N'ayant pas gagné assez de traction, je me suis un peu désintéressé du projet, je compte sur vous pour y contribuer ou me donner envie de m'y remettre.

  • # une app ?

    Posté par  (site web personnel) . Évalué à 3.

    Il faudrait faire un compositeur x pour bosser avec le casque ?

    "La première sécurité est la liberté"

    • [^] # Re: une app ?

      Posté par  . Évalué à 5.

      Il y a https://github.com/galister/WlxOverlay (OpenVR) et https://github.com/galister/wlx-overlay-x (OpenXR) pour afficher le bureau en VR.

      https://stardustxr.org/ est un compositeur wayland spécifique pour la VR.

      Je n'ai jamais essayé, et je suppose qu'avec la résolution du Quest 1 le texte sera peu lisible. J'ai des doutes sur l'intérêt de la VR pour autre chose que du jeu/divertissement.

      • [^] # Re: une app ?

        Posté par  (site web personnel) . Évalué à 4.

        Et pour de la sculpture 3d type blender ?

        "La première sécurité est la liberté"

        • [^] # Re: une app ?

          Posté par  . Évalué à 2.

          Si une application veut vraiment interagir en VR, elle utilise OpenXR, ce qui permet d'avoir les informations de position du casque, des manettes et envoyer les commandes d'affichage. Blender a déjà un plugin pour afficher en VR, mais pas encore pour éditer je crois.

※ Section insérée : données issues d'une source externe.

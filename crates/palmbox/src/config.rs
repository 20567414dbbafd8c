//! Detector configuration.

use std::f32::consts::PI;

use palmbox_geom::Affine2;

use crate::{
    detection::{decode::Decoder, nms::NonMaxSuppression},
    region::{CanonicalFrame, RegionEstimator},
    ConfigError,
};

/// Parameters of a [`PalmDetector`][crate::PalmDetector].
///
/// The defaults match the 192x192 palm detection network.
///
/// ```
/// use palmbox::DetectorConfig;
///
/// let config = DetectorConfig::default()
///     .with_threshold(0.7)
///     .with_max_detections(2);
/// config.validate().unwrap();
/// ```
#[derive(Debug, Clone)]
pub struct DetectorConfig {
    threshold: f32,
    iou_threshold: f32,
    box_enlarge: f32,
    box_shift: f32,
    max_detections: usize,
    axis_tolerance: f32,
    clip_to_image: bool,
    frame: CanonicalFrame,
}

impl Default for DetectorConfig {
    fn default() -> Self {
        Self {
            threshold: Decoder::DEFAULT_THRESHOLD,
            iou_threshold: NonMaxSuppression::DEFAULT_IOU_THRESH,
            box_enlarge: RegionEstimator::DEFAULT_BOX_ENLARGE,
            box_shift: RegionEstimator::DEFAULT_BOX_SHIFT,
            max_detections: 1,
            axis_tolerance: RegionEstimator::DEFAULT_AXIS_TOLERANCE,
            clip_to_image: true,
            frame: CanonicalFrame::PALM_256,
        }
    }
}

impl DetectorConfig {
    /// Sets the confidence a prediction needs to exceed to be considered a palm.
    pub fn with_threshold(mut self, threshold: f32) -> Self {
        self.threshold = threshold;
        self
    }

    /// Sets the overlap above which a less confident detection is suppressed.
    pub fn with_iou_threshold(mut self, iou_threshold: f32) -> Self {
        self.iou_threshold = iou_threshold;
        self
    }

    pub fn with_box_enlarge(mut self, box_enlarge: f32) -> Self {
        self.box_enlarge = box_enlarge;
        self
    }

    pub fn with_box_shift(mut self, box_shift: f32) -> Self {
        self.box_shift = box_shift;
        self
    }

    /// Sets how many of the best non-overlapping detections are reported.
    pub fn with_max_detections(mut self, max_detections: usize) -> Self {
        self.max_detections = max_detections;
        self
    }

    /// Sets the largest region rotation, in radians, that is reduced by reading off the corners.
    /// More rotated regions report their bounding rectangle.
    pub fn with_axis_tolerance(mut self, axis_tolerance: f32) -> Self {
        self.axis_tolerance = axis_tolerance;
        self
    }

    /// Sets whether reported boxes are clipped to the image.
    pub fn with_clip_to_image(mut self, clip_to_image: bool) -> Self {
        self.clip_to_image = clip_to_image;
        self
    }

    pub fn with_frame(mut self, frame: CanonicalFrame) -> Self {
        self.frame = frame;
        self
    }

    pub fn threshold(&self) -> f32 {
        self.threshold
    }

    pub fn iou_threshold(&self) -> f32 {
        self.iou_threshold
    }

    pub fn box_enlarge(&self) -> f32 {
        self.box_enlarge
    }

    pub fn box_shift(&self) -> f32 {
        self.box_shift
    }

    pub fn max_detections(&self) -> usize {
        self.max_detections
    }

    pub fn axis_tolerance(&self) -> f32 {
        self.axis_tolerance
    }

    pub fn clip_to_image(&self) -> bool {
        self.clip_to_image
    }

    pub fn frame(&self) -> &CanonicalFrame {
        &self.frame
    }

    /// Checks that all parameters are in range.
    pub fn validate(&self) -> Result<(), ConfigError> {
        if !(self.threshold > 0.0 && self.threshold < 1.0) {
            return Err(ConfigError::invalid(
                "threshold",
                format!("{} is not between 0 and 1", self.threshold),
            ));
        }
        if !(0.0..=1.0).contains(&self.iou_threshold) {
            return Err(ConfigError::invalid(
                "iou_threshold",
                format!("{} is not between 0 and 1", self.iou_threshold),
            ));
        }
        if !(self.box_enlarge > 0.0 && self.box_enlarge.is_finite()) {
            return Err(ConfigError::invalid(
                "box_enlarge",
                format!("{} is not a positive number", self.box_enlarge),
            ));
        }
        if !self.box_shift.is_finite() {
            return Err(ConfigError::invalid(
                "box_shift",
                format!("{} is not finite", self.box_shift),
            ));
        }
        if self.max_detections == 0 {
            return Err(ConfigError::invalid(
                "max_detections",
                "at least 1 detection must be allowed",
            ));
        }
        if !(0.0..=PI).contains(&self.axis_tolerance) {
            return Err(ConfigError::invalid(
                "axis_tolerance",
                format!("{} is not between 0 and π", self.axis_tolerance),
            ));
        }
        if !(self.frame.size() > 0.0 && self.frame.size().is_finite()) {
            return Err(ConfigError::invalid(
                "frame",
                format!("box size {} is not a positive number", self.frame.size()),
            ));
        }
        let triangle = self.frame.triangle();
        if let Err(e) = Affine2::from_triangles(triangle, triangle) {
            return Err(ConfigError::invalid(
                "frame",
                format!("triangle {triangle:?} does not span a plane: {e}"),
            ));
        }
        Ok(())
    }

    pub(crate) fn decoder(&self, input_size: u32) -> Decoder {
        Decoder::new(input_size, self.threshold)
    }

    pub(crate) fn nms(&self) -> NonMaxSuppression {
        NonMaxSuppression::new().with_iou_thresh(self.iou_threshold)
    }

    pub(crate) fn region_estimator(&self) -> RegionEstimator {
        RegionEstimator::new()
            .with_box_enlarge(self.box_enlarge)
            .with_box_shift(self.box_shift)
            .with_frame(self.frame)
            .with_axis_tolerance(self.axis_tolerance)
    }
}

          Ensuite pour ce qui est en dehors de l'application il n'y a pas grand chose pour le moment : une seule application peut être active à la fois et le lancement d'une application se fait de manière externe. Je ne sais pas si Monado a des projet de gérer une bascule d'application active, ou un lanceur basique pour ne pas avoir juste un écran noir quand on met le casque. Chez SteamVR il y a un "SteamVR Home" qui sert de lanceur et un peu de démo.

  • # Wow (et questions)

    Posté par  (site web personnel) . Évalué à 4.

    Wow.
    J'ai rarement lu un texte à la fois si technique et si conversationnel, genre "journal de dév du bureau d'à côté", sur un thème aussi niche (car trop "ludique", pourtant une commu est supposée exister…)

    J'ai d'ailleurs découvert que les modèles de casque sont en dur dans le kernel pour éviter que le bureau s'affiche dessus.

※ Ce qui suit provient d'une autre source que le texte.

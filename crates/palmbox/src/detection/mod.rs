//! Palm detection candidates and their extraction from raw network output.
//!
//! The functionality here is split into [`decode`], which turns the per-anchor network output
//! into [`Candidate`]s, and [`nms`], which filters out overlapping duplicates.

pub mod decode;
pub mod nms;
mod observe;

use std::ops::Index;

use palmbox_geom::{Point2, Rect};

pub use observe::{DecodeObserver, LogObserver, NoopObserver};

/// Number of keypoints the palm detector outputs per box.
pub const KEYPOINT_COUNT: usize = 7;

/// A keypoint of a [`Candidate`].
#[derive(Debug, Clone, Copy, PartialEq, Eq)]
pub enum Keypoint {
    Wrist = 0,
    IndexFingerMcp = 1,
    MiddleFingerMcp = 2,
    RingFingerMcp = 3,
    PinkyMcp = 4,
    ThumbCmc = 5,
    ThumbMcp = 6,
}

/// A list of all [`Keypoint`]s, in network output order.
pub const ALL_KEYPOINTS: [Keypoint; KEYPOINT_COUNT] = [
    Keypoint::Wrist,
    Keypoint::IndexFingerMcp,
    Keypoint::MiddleFingerMcp,
    Keypoint::RingFingerMcp,
    Keypoint::PinkyMcp,
    Keypoint::ThumbCmc,
    Keypoint::ThumbMcp,
];

/// The 7 palm keypoints of a [`Candidate`], indexable by [`Keypoint`].
#[derive(Debug, Clone, Copy, PartialEq)]
pub struct Keypoints([Point2<f32>; KEYPOINT_COUNT]);

impl Keypoints {
    pub fn new(points: [Point2<f32>; KEYPOINT_COUNT]) -> Self {
        Self(points)
    }

    pub fn as_slice(&self) -> &[Point2<f32>] {
        &self.0
    }

    /// Returns an iterator yielding each keypoint alongside its position.
    pub fn iter(&self) -> impl Iterator<Item = (Keypoint, Point2<f32>)> + '_ {
        ALL_KEYPOINTS.into_iter().zip(self.0.iter().copied())
    }
}

impl Index<Keypoint> for Keypoints {
    type Output = Point2<f32>;

    fn index(&self, keypoint: Keypoint) -> &Point2<f32> {
        &self.0[keypoint as usize]
    }
}

/// A decoded palm detection that has not yet gone through non-maximum suppression.
///
/// All coordinates are in the pixel space of the network input.
#[derive(Debug, Clone)]
pub struct Candidate {
    rect: Rect,
    keypoints: Keypoints,
    probability: f32,
    anchor_index: usize,
}

impl Candidate {
    pub fn new(rect: Rect, keypoints: Keypoints, probability: f32, anchor_index: usize) -> Self {
        Self {
            rect,
            keypoints,
            probability,
            anchor_index,
        }
    }

    /// Returns the regressed palm box.
    pub fn rect(&self) -> Rect {
        self.rect
    }

    pub fn keypoints(&self) -> &Keypoints {
        &self.keypoints
    }

    pub fn keypoint(&self, keypoint: Keypoint) -> Point2<f32> {
        self.keypoints[keypoint]
    }

    /// Returns the sigmoid-activated confidence, between 0.0 and 1.0.
    pub fn probability(&self) -> f32 {
        self.probability
    }

    /// Returns the index of the prediction slot (and anchor) this candidate was decoded from.
    pub fn anchor_index(&self) -> usize {
        self.anchor_index
    }
}
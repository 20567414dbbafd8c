use std::path::PathBuf;

use anyhow::{Context, Result};
use clap::Parser;

use palmbox::{anchors::AnchorTable, nn::TractEngine, DetectorConfig, PalmDetector};

/// Detects hands in a photo and prints their bounding boxes.
///
/// Each detected hand is printed as one line of `x y width height confidence`, in pixels of the
/// input image.
#[derive(Parser, Debug)]
#[command(author, version, about, long_about = None)]
struct Args {
    /// Palm detection network in ONNX format.
    #[arg(long, value_name = "MODEL")]
    model: PathBuf,
    /// Image to run detection on.
    #[arg(long, value_name = "IMAGE")]
    image: PathBuf,
    /// Anchor file with one `x,y` pair per line. Defaults to the anchors of the 192x192 network.
    #[arg(long, value_name = "ANCHORS")]
    anchors: Option<PathBuf>,
    /// Write a copy of the image with everything outside of the detected hands blacked out.
    #[arg(long, value_name = "OUTPUT")]
    mask: Option<PathBuf>,
    /// Write a copy of the image with the detected hands outlined.
    #[arg(long, value_name = "OUTPUT")]
    annotate: Option<PathBuf>,
    /// Minimum confidence of a detection.
    #[arg(long, default_value_t = 0.5)]
    threshold: f32,
    /// Overlap above which less confident detections are suppressed.
    #[arg(long, default_value_t = 0.3)]
    iou_threshold: f32,
    /// Maximum number of hands to report.
    #[arg(long, default_value_t = 1)]
    max_detections: usize,
}

fn main() -> Result<()> {
    palmbox::init_logger!();

    let args = Args::parse();

    let anchors = match &args.anchors {
        Some(path) => AnchorTable::load(path)?,
        None => AnchorTable::palm_192(),
    };
    let engine = TractEngine::load(&args.model)
        .with_context(|| format!("failed to load model from `{}`", args.model.display()))?;
    let config = DetectorConfig::default()
        .with_threshold(args.threshold)
        .with_iou_threshold(args.iou_threshold)
        .with_max_detections(args.max_detections);
    let detector = PalmDetector::new(engine, anchors, config)?;

    let image = image::open(&args.image)
        .with_context(|| format!("failed to open image `{}`", args.image.display()))?
        .to_rgb8();
    log::info!(
        "running detection on {}x{} image `{}`",
        image.width(),
        image.height(),
        args.image.display()
    );

    let boxes = detector.detect(&image)?;
    if let Some(path) = &args.mask {
        palmbox::mask::mask_outside(&image, &boxes)
            .save(path)
            .with_context(|| format!("failed to write `{}`", path.display()))?;
    }
    if let Some(path) = &args.annotate {
        let stroke = palmbox::mask::default_stroke(&image);
        palmbox::mask::draw_boxes(&image, &boxes, stroke)
            .save(path)
            .with_context(|| format!("failed to write `{}`", path.display()))?;
    }

    if boxes.is_empty() {
        log::info!("no hands found");
    }
    for bb in &boxes {
        println!(
            "{:.1} {:.1} {:.1} {:.1} {:.4}",
            bb.x, bb.y, bb.width, bb.height, bb.confidence
        );
    }

    Ok(())
}
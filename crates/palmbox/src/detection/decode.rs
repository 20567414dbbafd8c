//! Decoding of SSD network output into palm [`Candidate`]s.

use itertools::Itertools;
use palmbox_geom::{Point2, Rect};

use crate::{anchors::AnchorTable, nn::RawOutput, num::sigmoid, ConfigError};

use super::{Candidate, DecodeObserver, Keypoints};

/// Turns per-anchor regressions and logits into [`Candidate`]s in network input coordinates.
#[derive(Debug, Clone, Copy)]
pub struct Decoder {
    input_size: f32,
    threshold: f32,
}

impl Decoder {
    /// The default confidence threshold.
    pub const DEFAULT_THRESHOLD: f32 = 0.5;

    /// Creates a decoder for a network with a square input of `input_size` pixels.
    pub fn new(input_size: u32, threshold: f32) -> Self {
        Self {
            input_size: input_size as f32,
            threshold,
        }
    }

    pub fn threshold(&self) -> f32 {
        self.threshold
    }

    /// Decodes all predictions whose confidence is strictly greater than the threshold.
    ///
    /// Candidates are returned in prediction order. An empty list means that nothing was found.
    pub fn decode(
        &self,
        output: &RawOutput,
        anchors: &AnchorTable,
        observer: &dyn DecodeObserver,
    ) -> Result<Vec<Candidate>, ConfigError> {
        anchors.check_count(output.num_predictions())?;
        observer.raw_output(output);

        let mut candidates = Vec::new();
        for (index, (anchor, &logit)) in anchors.iter().zip_eq(output.logits()).enumerate() {
            let probability = sigmoid(logit);
            if !(probability > self.threshold) {
                continue;
            }

            let anchor = Point2::new(anchor.x_center(), anchor.y_center()) * self.input_size;
            let regression = output.regression(index);

            let center = anchor + regression.center_offset;
            let rect = Rect::from_center(center.x, center.y, regression.size.x, regression.size.y);
            // keypoints are relative to the anchor, not to the regressed box center
            let keypoints = Keypoints::new(regression.keypoint_offsets.map(|offset| anchor + offset));

            let candidate = Candidate::new(rect, keypoints, probability, index);
            observer.candidate(&candidate);
            candidates.push(candidate);
        }

        observer.finished(output.num_predictions(), candidates.len());
        Ok(candidates)
    }
}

    Ah incroyable. Donc y a un "support" ;-).

    Malheureusement cher lecteur l'histoire a beaucoup moins de péripéties, Monado est entièrement libre, les mainteneurs ouverts à toute proposition, donc dès qu'un obstacle se présente on peut le résoudre proprement.

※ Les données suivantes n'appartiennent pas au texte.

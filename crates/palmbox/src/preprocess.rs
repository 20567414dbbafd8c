//! Conversion of source images into network input tensors.

use std::ops::RangeInclusive;

use image::{imageops, Rgb, RgbImage};
use palmbox_geom::{Affine2, Rect};

use crate::{
    nn::{InferenceEngine, InputLayout, InputTensor},
    InferenceError,
};

/// Describes how a source image was fitted into the square network input.
///
/// The image is scaled uniformly so that its longer side matches the input size and placed at the
/// top-left corner; the remainder is padded with black. Mapping a point from network input to
/// source coordinates is therefore a pure scale.
#[derive(Debug, Clone, Copy, PartialEq)]
pub struct Letterbox {
    scale: f32,
    width: u32,
    height: u32,
}

impl Letterbox {
    /// Computes the letterbox for a `width`x`height` image and a network input of `input_size`.
    pub fn for_image(width: u32, height: u32, input_size: u32) -> Result<Self, InferenceError> {
        if input_size == 0 {
            return Err(InferenceError::ZeroInputSize);
        }
        if width == 0 || height == 0 {
            return Err(InferenceError::EmptyImage { width, height });
        }

        Ok(Self {
            scale: width.max(height) as f32 / input_size as f32,
            width,
            height,
        })
    }

    /// Returns the factor that converts network input pixels to source pixels.
    pub fn scale(&self) -> f32 {
        self.scale
    }

    pub fn source_width(&self) -> u32 {
        self.width
    }

    pub fn source_height(&self) -> u32 {
        self.height
    }

    /// Returns the transform from network input coordinates to source image coordinates.
    pub fn to_source(&self) -> Affine2 {
        Affine2::scale(self.scale)
    }

    /// Returns the rectangle covered by the source image, in source coordinates.
    pub fn source_bounds(&self) -> Rect {
        Rect::from_top_left(0.0, 0.0, self.width as f32, self.height as f32)
    }

    /// Returns the size of the scaled image inside the network input.
    fn scaled_size(&self) -> (u32, u32) {
        let w = (self.width as f32 / self.scale).round() as u32;
        let h = (self.height as f32 / self.scale).round() as u32;
        (w.max(1), h.max(1))
    }
}

/// Linearly maps 8-bit color channels onto a target range.
#[derive(Debug, Clone)]
pub struct ColorMapper {
    start: f32,
    factor: f32,
}

impl ColorMapper {
    /// Creates a color mapper that uniformly maps sRGB values to `target_range`.
    ///
    /// Note that this operates on *non-linear* sRGB colors, but maps them linearly to the target
    /// range.
    pub fn linear(target_range: RangeInclusive<f32>) -> Self {
        let start = *target_range.start();
        let end = *target_range.end();
        assert!(end > start);

        Self {
            start,
            factor: (end - start) / 255.0,
        }
    }

    pub fn map(&self, color: Rgb<u8>) -> [f32; 3] {
        color.0.map(|c| c as f32 * self.factor + self.start)
    }
}

/// Letterboxes `image` into the input tensor expected by `engine`.
pub fn preprocess(
    image: &RgbImage,
    engine: &dyn InferenceEngine,
) -> Result<(InputTensor, Letterbox), InferenceError> {
    let size = engine.input_size();
    let letterbox = Letterbox::for_image(image.width(), image.height(), size)?;
    let mapper = ColorMapper::linear(engine.color_range());
    let tensor = letterbox_image(image, &letterbox, size, engine.input_layout(), &mapper);
    Ok((tensor, letterbox))
}

fn letterbox_image(
    image: &RgbImage,
    letterbox: &Letterbox,
    size: u32,
    layout: InputLayout,
    mapper: &ColorMapper,
) -> InputTensor {
    let (w, h) = letterbox.scaled_size();
    let mut canvas = RgbImage::new(size, size);
    if (w, h) == image.dimensions() {
        imageops::replace(&mut canvas, image, 0, 0);
    } else {
        let scaled = imageops::resize(image, w, h, imageops::FilterType::Triangle);
        imageops::replace(&mut canvas, &scaled, 0, 0);
    }

    let n = size as usize;
    let mut data = vec![0.0; 3 * n * n];
    for (x, y, pixel) in canvas.enumerate_pixels() {
        let (x, y) = (x as usize, y as usize);
        for (c, value) in mapper.map(*pixel).into_iter().enumerate() {
            let index = match layout {
                InputLayout::Nhwc => (y * n + x) * 3 + c,
                InputLayout::Nchw => (c * n + y) * n + x,
            };
            data[index] = value;
        }
    }

    InputTensor::new(size, layout, data)
}

#[cfg(test)]
mod tests {
    use approx::assert_abs_diff_eq;
    use palmbox_geom::Point2;

    use crate::nn::RawOutput;

    use super::*;

    struct Shape(u32, InputLayout);

    impl InferenceEngine for Shape {
        fn input_size(&self) -> u32 {
            self.0
        }

        fn input_layout(&self) -> InputLayout {
            self.1
        }

        fn infer(&self, _: &InputTensor) -> Result<RawOutput, InferenceError> {
            unreachable!()
        }
    }

    #[test]
    fn letterbox_scale() {
        let lb = Letterbox::for_image(4000, 2000, 192).unwrap();
        assert_abs_diff_eq!(lb.scale(), 4000.0 / 192.0);
        assert_eq!(lb.scaled_size(), (192, 96));
        let p = lb.to_source().apply(Point2::new(96.0, 48.0));
        assert_abs_diff_eq!(p.x, 2000.0, epsilon = 1e-3);
        assert_abs_diff_eq!(p.y, 1000.0, epsilon = 1e-3);

        let lb = Letterbox::for_image(192, 192, 192).unwrap();
        assert_eq!(lb.scale(), 1.0);
        assert_eq!(
            lb.to_source().apply(Point2::new(21.0, 13.0)),
            Point2::new(21.0, 13.0)
        );
    }

    #[test]
    fn empty_image() {
        let err = preprocess(&RgbImage::new(0, 10), &Shape(192, InputLayout::Nhwc)).unwrap_err();
        assert!(matches!(
            err,
            InferenceError::EmptyImage {
                width: 0,
                height: 10
            }
        ));
    }

    #[test]
    fn zero_input_size() {
        let err = preprocess(&RgbImage::new(640, 480), &Shape(0, InputLayout::Nchw)).unwrap_err();
        assert!(matches!(err, InferenceError::ZeroInputSize), "{err}");
    }

    #[test]
    fn color_mapping() {
        let mapper = ColorMapper::linear(-1.0..=1.0);
        let [r, g, b] = mapper.map(Rgb([0, 255, 127]));
        assert_eq!(r, -1.0);
        assert_abs_diff_eq!(g, 1.0, epsilon = 1e-6);
        assert_abs_diff_eq!(b, 127.0 / 127.5 - 1.0, epsilon = 1e-6);

        let mapper = ColorMapper::linear(0.0..=1.0);
        let [r, g, _] = mapper.map(Rgb([255, 0, 0]));
        assert_abs_diff_eq!(r, 1.0, epsilon = 1e-6);
        assert_eq!(g, 0.0);
    }

    #[test]
    fn pads_bottom_right() {
        // wide white image: the lower half of the input is padding
        let image = RgbImage::from_pixel(8, 4, Rgb([255, 255, 255]));

        let (tensor, _) = preprocess(&image, &Shape(4, InputLayout::Nhwc)).unwrap();
        assert_eq!(tensor.shape(), [1, 4, 4, 3]);
        let data = tensor.data();
        // pixel (x=3, y=1) is image, (x=0, y=3) is padding
        assert_abs_diff_eq!(data[(4 + 3) * 3], 1.0, epsilon = 0.01);
        assert_eq!(data[(3 * 4) * 3 + 2], -1.0);

        let (tensor, _) = preprocess(&image, &Shape(4, InputLayout::Nchw)).unwrap();
        assert_eq!(tensor.shape(), [1, 3, 4, 4]);
        let data = tensor.data();
        // green channel of (x=3, y=1), then blue channel of (x=0, y=3)
        assert_abs_diff_eq!(data[16 + 4 + 3], 1.0, epsilon = 0.01);
        assert_eq!(data[32 + 12], -1.0);
    }
}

    Un chemin de croix, quoi :).

    Le sujet m'intéresse car, bien que n'étant plus un hardcore gamer, je n'ai pas envie que mon casque devienne une brique quand le fabricant déménagera sa prison dorée (login online, etc).

    Mon cas d'usage est bien sûr le jeu SteamVR.
    Mais oublions ça deux secondes, un wrapper SteamVR->OpenXR est-il envisageable à ton avis? Et pourquoi OpenVR, qui a l'air d'être en concurrence directe, est-il si mal-aimé ?
    Dans tous les cas, envisages-tu l'intégration de WiVRn dans une solution "clés en main" qui gérerais aussi les inputs du gyroscope positionnel du casque (j'ignore même si ça existe) ?

    PS : Je promets d'essayer WiVRn une fois !

    • [^] # Re: Wow (et questions)

      Posté par  . Évalué à 2.

      Sur OpenVR/SteamVR/OpenXR c'est toujours un peu compliqué.

      OpenVR est un "vieux" standard poussé par Valve à l'origine, et entre autres le seul backend supporté par Unity pour Linux.
      SteamVR est à la fois l'environnement d'accueil de Steam en VR et une implémentation à la fois d'OpenVR et OpenXR.
      Monado est un peu le mesa d'OpenXR, avec des pilotes pour plusieurs casques.

      OpenVR est en très lié à SteamVR, et le projet OpenComposite qui tente de faire une implémentation de OpenVR sur OpenXR n'est pas capable de faire tourner tous les jeux. Comme OpenVR est considéré comme obsolète y compris par Valve, on aimerait bien qu'il disparaisse tout simplement.

      WiVRn est prévu pour être auto-suffisant dans le cas OpenXR, il gère la vidéo, les positions, les boutons, les vibrations. À part l'installation de l'application sur le casque, et le support OpenVR c'est déjà clé en mains.